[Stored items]

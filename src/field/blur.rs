use crate::foundation::error::{AstraError, AstraResult};

/// Separable Gaussian blur over an f32 plane with edge-clamped sampling.
///
/// The kernel radius is `ceil(3*sigma)`, wide enough that the truncated tail
/// is negligible for the sigmas used in grading and field smoothing.
pub(crate) fn gaussian_blur_plane(
    src: &[f32],
    width: usize,
    height: usize,
    sigma: f64,
) -> AstraResult<Vec<f32>> {
    if src.len() != width * height {
        return Err(AstraError::render(format!(
            "blur plane expects {width}x{height} = {} samples, got {}",
            width * height,
            src.len()
        )));
    }
    if sigma <= 0.0 {
        return Ok(src.to_vec());
    }

    let kernel = gaussian_kernel(sigma)?;
    let mut tmp = vec![0.0f32; src.len()];
    let mut out = vec![0.0f32; src.len()];
    horizontal_pass(src, &mut tmp, width, height, &kernel);
    vertical_pass(&tmp, &mut out, width, height, &kernel);
    Ok(out)
}

fn gaussian_kernel(sigma: f64) -> AstraResult<Vec<f32>> {
    if !sigma.is_finite() {
        return Err(AstraError::render("blur sigma must be finite"));
    }
    let radius = (3.0 * sigma).ceil() as i32;
    let denom = 2.0 * sigma * sigma;

    let mut weights = Vec::with_capacity((2 * radius + 1) as usize);
    let mut sum = 0.0f64;
    for i in -radius..=radius {
        let x = f64::from(i);
        let w = (-x * x / denom).exp();
        weights.push(w);
        sum += w;
    }
    Ok(weights.iter().map(|w| (w / sum) as f32).collect())
}

fn horizontal_pass(src: &[f32], dst: &mut [f32], width: usize, height: usize, k: &[f32]) {
    let radius = (k.len() / 2) as i32;
    let w = width as i32;
    for y in 0..height {
        let row = y * width;
        for x in 0..w {
            let mut acc = 0.0f32;
            for (ki, &kw) in k.iter().enumerate() {
                let sx = (x + ki as i32 - radius).clamp(0, w - 1) as usize;
                acc += kw * src[row + sx];
            }
            dst[row + x as usize] = acc;
        }
    }
}

fn vertical_pass(src: &[f32], dst: &mut [f32], width: usize, height: usize, k: &[f32]) {
    let radius = (k.len() / 2) as i32;
    let h = height as i32;
    for y in 0..h {
        for x in 0..width {
            let mut acc = 0.0f32;
            for (ki, &kw) in k.iter().enumerate() {
                let sy = (y + ki as i32 - radius).clamp(0, h - 1) as usize;
                acc += kw * src[sy * width + x];
            }
            dst[y as usize * width + x] = acc;
        }
    }
}

#[cfg(test)]
mod tests {
    use super::*;

    #[test]
    fn constant_plane_is_preserved() {
        let src = vec![0.37f32; 6 * 4];
        let out = gaussian_blur_plane(&src, 6, 4, 2.0).unwrap();
        assert!(out.iter().all(|v| (v - 0.37).abs() < 1e-5));
    }

    #[test]
    fn impulse_spreads_but_conserves_mass() {
        let (w, h) = (9, 9);
        let mut src = vec![0.0f32; w * h];
        src[4 * w + 4] = 1.0;
        let out = gaussian_blur_plane(&src, w, h, 1.0).unwrap();

        let nonzero = out.iter().filter(|v| **v > 1e-6).count();
        assert!(nonzero > 1);

        let total: f32 = out.iter().sum();
        assert!((total - 1.0).abs() < 1e-3);
        assert!(out[4 * w + 4] < 1.0);
    }

    #[test]
    fn rejects_mismatched_plane() {
        assert!(gaussian_blur_plane(&[0.0; 5], 2, 2, 1.0).is_err());
    }
}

- What is being asked: Your task is to copy each line of the data above that holds "return".

- Exercise response:
        return Err(AstraError::render(format!(
        return Ok(src.to_vec());
        return Err(AstraError::render("blur sigma must be finite"));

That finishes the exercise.